Douglas is also that most oxymoronic type of activist: a fighter for peace. His commitment to the peace movement has paralleled his commitment to his art. A passionate activist and humanitarian, he has drawn attention to the suffering of the neediest and most vulnerable in the world with great compassion.

Jews, a people who greet and take leave of each other with the word “peace,” must value this above all.

Finally, Douglas is a spiritual seeker. Raised without a formal Jewish education, he has sought out his heritage, he has reached out to learn about the traditions of his faith, and he has chosen to become a part of the Jewish community. Last year, he and his wife Catherine Zeta-Jones journeyed to Jerusalem to celebrate their son Dylan’s bar mitzvah, a poignant family moment representing a reconnection to their Jewish origins.

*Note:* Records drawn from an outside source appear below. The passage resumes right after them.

#[cfg(test)]
mod tests {
    use super::*;

    fn top_and_leaf() -> (Database, ObjectId, ObjectId) {
        let mut db = Database::new();
        let top = db.add_module("Top", false, false).unwrap();
        let leaf = db.add_module("Leaf", false, false).unwrap();
        (db, top, leaf)
    }

    #[test]
    fn module_has_builtin_attributes() {
        let mut db = Database::new();
        let m = db.add_module("core", true, false).unwrap();
        assert_eq!(db.attr_get(m, "type"), Some("module"));
        assert_eq!(db.attr_get(m, "id"), Some("module::core"));
        assert_eq!(db.attr_get(m, "name"), Some("core"));
        assert_eq!(db.attr_get(m, "ilm"), Some("true"));
        assert_eq!(db.attr_get(m, "resource"), Some("false"));
        assert_eq!(db.module_by_name("core"), Some(m));
        assert_eq!(db.module_by_id("module::core"), Some(m));
    }

    #[test]
    fn non_resource_module_gets_default_instance() {
        let (db, top, _) = top_and_leaf();
        let inst = db.module(top).unwrap().default_instance.unwrap();
        assert_eq!(db.instance_by_name("Top"), Some(inst));
        assert_eq!(db.id_of(inst), Some("instance::Top"));
        assert!(db.instance(inst).unwrap().parent.is_none());
        assert_eq!(db.module(top).unwrap().mod_instances, vec![inst]);
    }

    #[test]
    fn resource_module_has_no_default_instance() {
        let mut db = Database::new();
        let r = db.add_module("ram", false, true).unwrap();
        assert!(db.module(r).unwrap().default_instance.is_none());
        assert!(db.instance_by_name("ram").is_none());
    }

    #[test]
    fn duplicate_module_rejected_without_mutation() {
        let mut db = Database::new();
        db.add_module("Top", false, false).unwrap();
        let before = db.len();
        let err = db.add_module("Top", false, true).unwrap_err();
        assert!(matches!(err, DbError::NameExists { kind: "module", .. }));
        assert_eq!(db.len(), before);
        assert_eq!(db.modules().count(), 1);
    }

    #[test]
    fn module_colliding_with_resource_instance_name_rejected() {
        let mut db = Database::new();
        let top = db.add_module("Top", false, false).unwrap();
        let ram = db.add_module("ram", false, true).unwrap();
        db.add_instance("u_mem", ram, top).unwrap();
        let err = db.add_module("u_mem", false, false).unwrap_err();
        assert!(matches!(err, DbError::NameExists { kind: "instance", .. }));
        assert!(db.module_by_name("u_mem").is_none());
    }

    #[test]
    fn empty_module_name_rejected() {
        let mut db = Database::new();
        assert_eq!(db.add_module("", false, false), Err(DbError::EmptyName("module")));
    }

    #[test]
    fn place_default_instance_once() {
        let (mut db, top, leaf) = top_and_leaf();
        let inst = db.add_instance("Leaf", leaf, top).unwrap();
        assert_eq!(db.instance(inst).unwrap().parent, Some(top));
        assert_eq!(db.attr_get(inst, "parent"), Some("module::Top"));
        assert_eq!(db.module(top).unwrap().child_instances, vec![inst]);

        let other = db.add_module("Other", false, false).unwrap();
        let err = db.add_instance("Leaf", leaf, other).unwrap_err();
        assert!(matches!(err, DbError::AlreadyPlaced { .. }));
        assert!(db.module(other).unwrap().child_instances.is_empty());
    }

    #[test]
    fn non_resource_name_must_match() {
        let (mut db, top, leaf) = top_and_leaf();
        let err = db.add_instance("u_leaf", leaf, top).unwrap_err();
        assert!(matches!(err, DbError::NameMismatch { .. }));
    }

    #[test]
    fn resource_parent_rejected() {
        let (mut db, _, leaf) = top_and_leaf();
        let ram = db.add_module("ram", false, true).unwrap();
        let err = db.add_instance("Leaf", leaf, ram).unwrap_err();
        assert!(matches!(err, DbError::ParentIsResource { .. }));
    }

    #[test]
    fn resource_instances_tracked_per_module() {
        let (mut db, top, leaf) = top_and_leaf();
        db.add_instance("Leaf", leaf, top).unwrap();
        let ram = db.add_module("ram", false, true).unwrap();
        let a = db.add_instance("u_ram0", ram, top).unwrap();
        let b = db.add_instance("u_ram1", ram, leaf).unwrap();
        assert_eq!(db.module(ram).unwrap().mod_instances, vec![a, b]);
        assert_eq!(db.instance(b).unwrap().parent, Some(leaf));
        assert_eq!(db.attr_get(a, "module"), Some("module::ram"));

        let err = db.add_instance("u_ram0", ram, leaf).unwrap_err();
        assert!(matches!(err, DbError::NameExists { kind: "instance", .. }));
    }

    #[test]
    fn wrong_type_arguments() {
        let (mut db, top, leaf) = top_and_leaf();
        let inst = db.add_instance("Leaf", leaf, top).unwrap();
        let err = db.add_instance("Top", top, inst).unwrap_err();
        assert!(matches!(
            err,
            DbError::WrongType {
                expected: "module",
                found: "instance",
                ..
            }
        ));
        let err = db.add_pin(top, "clk", "clk", false).unwrap_err();
        assert!(matches!(err, DbError::WrongType { .. }));
    }

    #[test]
    fn pin_id_collision() {
        let (mut db, top, leaf) = top_and_leaf();
        let inst = db.add_instance("Leaf", leaf, top).unwrap();
        let pin = db.add_pin(inst, "clk_i", "clk", true).unwrap();
        assert_eq!(db.id_of(pin), Some("pin::Leaf.clk_i"));
        assert_eq!(db.attr_get(pin, "connection"), Some("clk"));
        assert_eq!(db.attr_get(pin, "invert"), Some("true"));
        assert_eq!(db.instance(inst).unwrap().pins, vec![pin]);
        let err = db.add_pin(inst, "clk_i", "other", false).unwrap_err();
        assert_eq!(
            err,
            DbError::IdExists {
                id: "pin::Leaf.clk_i".into()
            }
        );
    }

    #[test]
    fn resource_module_content_restrictions() {
        let mut db = Database::new();
        let ram = db.add_module("ram", false, true).unwrap();
        assert!(db.add_port(ram, "addr_i", PortDirection::Input).is_ok());
        assert!(db.add_parameter(ram, "WIDTH", "8", false).is_ok());
        assert!(matches!(
            db.add_declaration(ram, "tmp_s", true, None),
            Err(DbError::ResourceModule { .. })
        ));
        assert!(matches!(
            db.add_codesection(None, "assign a = b;", ram),
            Err(DbError::ResourceModule { .. })
        ));
        assert!(matches!(
            db.add_regfile("rf", ram),
            Err(DbError::ResourceModule { .. })
        ));
    }

    #[test]
    fn codesection_default_names() {
        let (mut db, top, _) = top_and_leaf();
        let a = db.add_codesection(None, "a", top).unwrap();
        let b = db.add_codesection(None, "b", top).unwrap();
        let c = db.add_codesection(Some("glue"), "c", top).unwrap();
        assert_eq!(db.id_of(a), Some("codesection::Top._cs_0"));
        assert_eq!(db.id_of(b), Some("codesection::Top._cs_1"));
        assert_eq!(db.id_of(c), Some("codesection::Top.glue"));
        assert_eq!(db.attr_get(b, "code"), Some("b"));
        assert_eq!(db.module(top).unwrap().code.len(), 3);
    }

    #[test]
    fn regfile_hierarchy() {
        let (mut db, top, _) = top_and_leaf();
        let rf = db.add_regfile("rf", top).unwrap();
        let entry = db.add_regfile_entry("ctrl", rf).unwrap();
        let reg = db.add_regfile_reg("enable", entry).unwrap();
        assert_eq!(db.id_of(rf), Some("regfile::Top.rf"));
        assert_eq!(db.id_of(entry), Some("regfile-entry::rf.ctrl"));
        assert_eq!(db.id_of(reg), Some("regfile-reg::ctrl.enable"));
        assert_eq!(db.regfile(rf).unwrap().entries, vec![entry]);
        assert_eq!(db.regfile_entry(entry).unwrap().regs, vec![reg]);
        assert_eq!(db.attr_get(reg, "type"), Some("regfile-reg"));
        assert!(matches!(
            db.add_regfile_reg("x", rf),
            Err(DbError::WrongType { .. })
        ));
    }

    #[test]
    fn constant_attributes_are_protected() {
        let (mut db, top, _) = top_and_leaf();
        let err = db.attr_set(top, "name", "Other", false).unwrap_err();
        assert!(matches!(err, DbError::ConstantAttribute { .. }));
        assert_eq!(db.attr_get(top, "name"), Some("Top"));

        db.attr_set(top, "author", "me", false).unwrap();
        db.attr_set(top, "author", "you", true).unwrap();
        assert_eq!(db.attr_get(top, "author"), Some("you"));
        assert!(db.attr_set(top, "author", "them", false).is_err());
    }

    #[test]
    fn attr_get_absent() {
        let (db, top, _) = top_and_leaf();
        assert_eq!(db.attr_get(top, "never_set"), None);
        assert_eq!(db.attr_get(ObjectId::from_raw(999), "name"), None);
    }

    #[test]
    fn attr_set_many_reports_first_failure() {
        let (mut db, top, _) = top_and_leaf();
        let err = db
            .attr_set_many(top, &[("a", "1"), ("id", "x"), ("b", "2")])
            .unwrap_err();
        assert!(matches!(err, DbError::ConstantAttribute { .. }));
        assert_eq!(db.attr_get(top, "a"), Some("1"));
        assert_eq!(db.attr_get(top, "b"), Some("2"));
    }

    #[test]
    fn attribute_listing_in_insertion_order() {
        let mut db = Database::new();
        let m = db.add_module("m", false, true).unwrap();
        db.attr_set(m, "note", "hi", false).unwrap();
        let attrs = db.attributes(m).unwrap();
        let names: Vec<_> = attrs.iter().map(|(n, _, _)| *n).collect();
        assert_eq!(names, ["type", "id", "name", "ilm", "resource", "note"]);
        assert_eq!(attrs[5], ("note", "hi", false));
    }

    #[test]
    fn net_sets_member_back_references() {
        let (mut db, top, leaf) = top_and_leaf();
        let inst = db.add_instance("Leaf", leaf, top).unwrap();
        let decl = db.add_declaration(top, "data_s", true, None).unwrap();
        let pin = db.add_pin(inst, "data_o", "data_s", false).unwrap();
        let port = db.add_port(leaf, "data_o", PortDirection::Output).unwrap();

        let net = db.add_net("data", &[decl, pin, port, pin]).unwrap();
        assert_eq!(db.net_by_name("data"), Some(net));
        assert_eq!(db.net(net).unwrap().members, vec![decl, pin, port]);
        for member in [decl, pin, port] {
            assert_eq!(db.object(member).unwrap().net(), Some(net));
            assert_eq!(db.attr_get(member, "signal"), Some("data"));
            assert_eq!(db.attr_get(member, "netid"), Some("net::data"));
        }
        assert!(db.attr_set(pin, "signal", "x", false).is_err());
    }

    #[test]
    fn net_rejections_leave_database_unchanged() {
        let (mut db, top, _) = top_and_leaf();
        let decl = db.add_declaration(top, "a_s", true, None).unwrap();
        db.add_net("a", &[decl]).unwrap();
        let before = db.len();

        assert_eq!(db.add_net("a", &[]), Err(DbError::NetExists("a".into())));
        assert!(matches!(db.add_net("b", &[decl]), Err(DbError::AlreadyInNet { .. })));
        assert!(matches!(db.add_net("c", &[top]), Err(DbError::Internal(_))));
        assert_eq!(db.add_net("", &[]), Err(DbError::EmptyName("net")));
        assert_eq!(db.len(), before);
        assert_eq!(db.nets().count(), 1);
    }

    #[test]
    fn declaration_assignment_attribute() {
        let (mut db, top, _) = top_and_leaf();
        let d = db.add_declaration(top, "const_s", false, Some("1'b0")).unwrap();
        assert_eq!(db.attr_get(d, "assign"), Some("1'b0"));
        assert_eq!(db.attr_get(d, "default_type"), Some("false"));
        let decl = db.declaration(d).unwrap();
        assert_eq!(decl.default_assignment.map(|a| db.resolve(a)), Some("1'b0"));
    }

    #[test]
    fn adjustment_on_instance() {
        let (mut db, top, leaf) = top_and_leaf();
        let inst = db.add_instance("Leaf", leaf, top).unwrap();
        let adj = db.add_adjustment(inst, "WIDTH", "WIDTH_TOP").unwrap();
        assert_eq!(db.id_of(adj), Some("adjustment::Leaf.WIDTH"));
        assert_eq!(db.attr_get(adj, "value"), Some("WIDTH_TOP"));
        assert_eq!(db.instance(inst).unwrap().adjustments, vec![adj]);
    }

    #[test]
    fn clear_invalidates_everything() {
        let (mut db, top, _) = top_and_leaf();
        db.clear();
        assert!(db.is_empty());
        assert!(db.object(top).is_none());
        assert!(db.module_by_name("Top").is_none());
        assert!(db.interner().is_empty());
        assert!(db.add_module("Top", false, false).is_ok());
    }

    #[test]
    fn objects_listed_in_creation_order() {
        let (db, _, _) = top_and_leaf();
        let ids: Vec<_> = db.objects().map(|(h, _)| db.id_of(h).unwrap()).collect();
        assert_eq!(
            ids,
            ["module::Top", "instance::Top", "module::Leaf", "instance::Leaf"]
        );
    }
}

This year, the family will continue its exploration. For his part, Douglas has committed to encouraging young people who have not affiliated with a Jewish community to explore what embracing Jewish life and culture might mean for them and urging the organized Jewish community to open the doors more widely to a big-tent brand of Judaism that embraces all comers.

In doing so, Douglas will create change in regard to how young people who are not deeply affiliated can consider and possibly reexamine their identity and heritage.

Through this approach, the Genesis Prize will continue to serve as an important gateway for reaching young adults who will consider, cultivate, create and carry forward their Jewish heritage.

To me, that is the essence of what it means to be Jewish.

The author is a Nobel Laureate, author, professor, a member of the Prize Committee of the Genesis Prize and Holocaust survivor.